Concernant la future Constitution, le CHP a émis un certain nombre de propositions très concrètes, qui constituent une rupture claire avec la ligne de Baykal : suppression ou baisse considérable (5% au maximum) du barrage électoral, révision de la législation sur la dissolution des partis politiques, voire même un débat sur l'objection de conscience pour le service militaire. Ces propositions ne sont pas si loin de celles du BDP. Le parti pro-kurde avait publié, à l'occasion du référendum constitutionnel en 2010, un modèle de Constitution. Ironiquement, le seul parti qui ne donne pratiquement aucun indice sur ses projets constitutionnels demeure celui qui se chargera (avec ou sans besoin de passer par un compromis avec les autres partis) vraisemblablement de sa rédaction : l'AKP. Le Premier ministre Recep Tayyip Erdogan continue d'exprimer sa volonté de passer à un régime présidentiel – et donc de se faire élire président de la République aux prochaines élections présidentielles –, mais cette réforme divise même au sein de son parti, le Président actuel Abdullah Gül y étant opposé. L'AKP a aussi plusieurs fois déclaré qu'il n'était pas favorable à la baisse du barrage électoral, qu'il considère comme un danger pour la stabilité politique et économique. A part ces éléments, aucune proposition concrète n'a pour le moment été exprimée par le gouvernement. Dimanche 12 juin, les électeurs turcs ne voteront pas seulement pour élire leurs députés mais de fait, une Assemblée constituante (même si malgré toutes les déclarations, il n'est pas garanti qu'il y aura une nouvelle Constitution).
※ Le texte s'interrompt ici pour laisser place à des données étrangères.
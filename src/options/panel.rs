use schemars::JsonSchema;
use serde::{Deserialize, Serialize};

use crate::error::RigError;
use crate::phase::PhaseRange;
use crate::util::easing::EasingFunction;

/// Expanding panel configuration.
///
/// The default range matches the original layout: the pinned section
/// starts one viewport (800px) into the page and is scrollable for four
/// more (through 4000px). The 2.5x timeline scale is a preserved
/// hand-tuned constant — it stretches the clamped progress so the card
/// triggers at 1.3 and 1.8 fit after the expansion finishes at 1.0.
#[derive(
    Debug, Clone, Serialize, Deserialize, PartialEq, JsonSchema,
)]
#[serde(default)]
pub struct PanelOptions {
    /// Absolute scroll range over which the panel section is pinned.
    pub range: PhaseRange,
    /// Timeline stretch factor applied to the clamped progress.
    pub timeline_scale: f32,
    /// Easing applied to the expansion (not to the timeline).
    pub easing: EasingFunction,
    /// Expansion value at which the panel snaps to exact full-screen
    /// literals instead of a near-100% interpolation.
    pub lock_threshold: f32,
}

impl Default for PanelOptions {
    fn default() -> Self {
        Self {
            range: PhaseRange::new_unchecked(800.0, 4000.0),
            timeline_scale: 2.5,
            easing: EasingFunction::QuadraticInOut,
            lock_threshold: 0.99,
        }
    }
}

impl PanelOptions {
    /// Check the range, scale, and lock threshold for out-of-domain values.
    pub fn validate(&self) -> Result<(), RigError> {
        // Re-run PhaseRange's construction check on the deserialized value.
        let _ = PhaseRange::new(self.range.start_px, self.range.end_px)?;
        if !(self.timeline_scale.is_finite() && self.timeline_scale > 0.0) {
            return Err(RigError::InvalidOption(format!(
                "panel.timeline_scale must be positive, got {}",
                self.timeline_scale
            )));
        }
        if !(self.lock_threshold > 0.0 && self.lock_threshold <= 1.0) {
            return Err(RigError::InvalidOption(format!(
                "panel.lock_threshold must be in (0, 1], got {}",
                self.lock_threshold
            )));
        }
        Ok(())
    }
}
Le grand absent de cette campagne mouvementée aura sans aucun doute été la question de l'adhésion de la Turquie à l'Union européenne. Assurément, dix ans après l'arrivée au pouvoir de l'AKP et six ans après l'ouverture des négociations, ce sujet ne fait plus partie des préoccupations majeures de l'électorat turc. Alors qu'au début des années 2000 existait un véritable engouement, le gel des négociations et l'opposition farouche de certains leaders européens, notamment Nicolas Sarkozy, ont créé un sentiment de désillusion et d'indignation dans l'opinion publique turque.

Désormais, les partisans d'une adhésion ne dépassent pas les 45%. Mais ce sentiment traduit une conviction que l'UE ne voudra jamais de la Turquie et pourrait évoluer rapidement si les Etats européens envoyaient des signaux positifs à Ankara. De son côté, dans une démarche populiste, Erdogan s'est servi de ce sentiment de désenchantement en multipliant les sorties intempestives contre la France et l'UE afin d'assurer son statut de leader courageux et charismatique.

Ces élections législatives seront déterminantes pour l'avenir politique de la Turquie, à court et moyen termes. Après dix années passées à gouverner seul, l'AKP connaît une nette dérive autoritaire (de nombreux journalistes en prison, censures de plus en plus importantes de sites internet) et tente de centraliser le pouvoir autour du gouvernement (accaparation de fait du système judiciaire). Même s'il semble acquis que, le 12 juin, le parti d'Erdogan sera une nouvelle fois victorieux, un recul du nombre de sièges serait un premier signe d'épuisement pour ce parti qui, depuis sa fondation en 2001 (juste avant les élections de 2002), a toujours été au gouvernement et augmenté son score à chaque élection. Si la configuration politique ne devrait vraisemblablement pas être modifiée à l'Assemblée, jamais les petits calculs n'auront eu une telle importance. L'intensité de la campagne électorale ne fait finalement que refléter l'importance des enjeux du scrutin.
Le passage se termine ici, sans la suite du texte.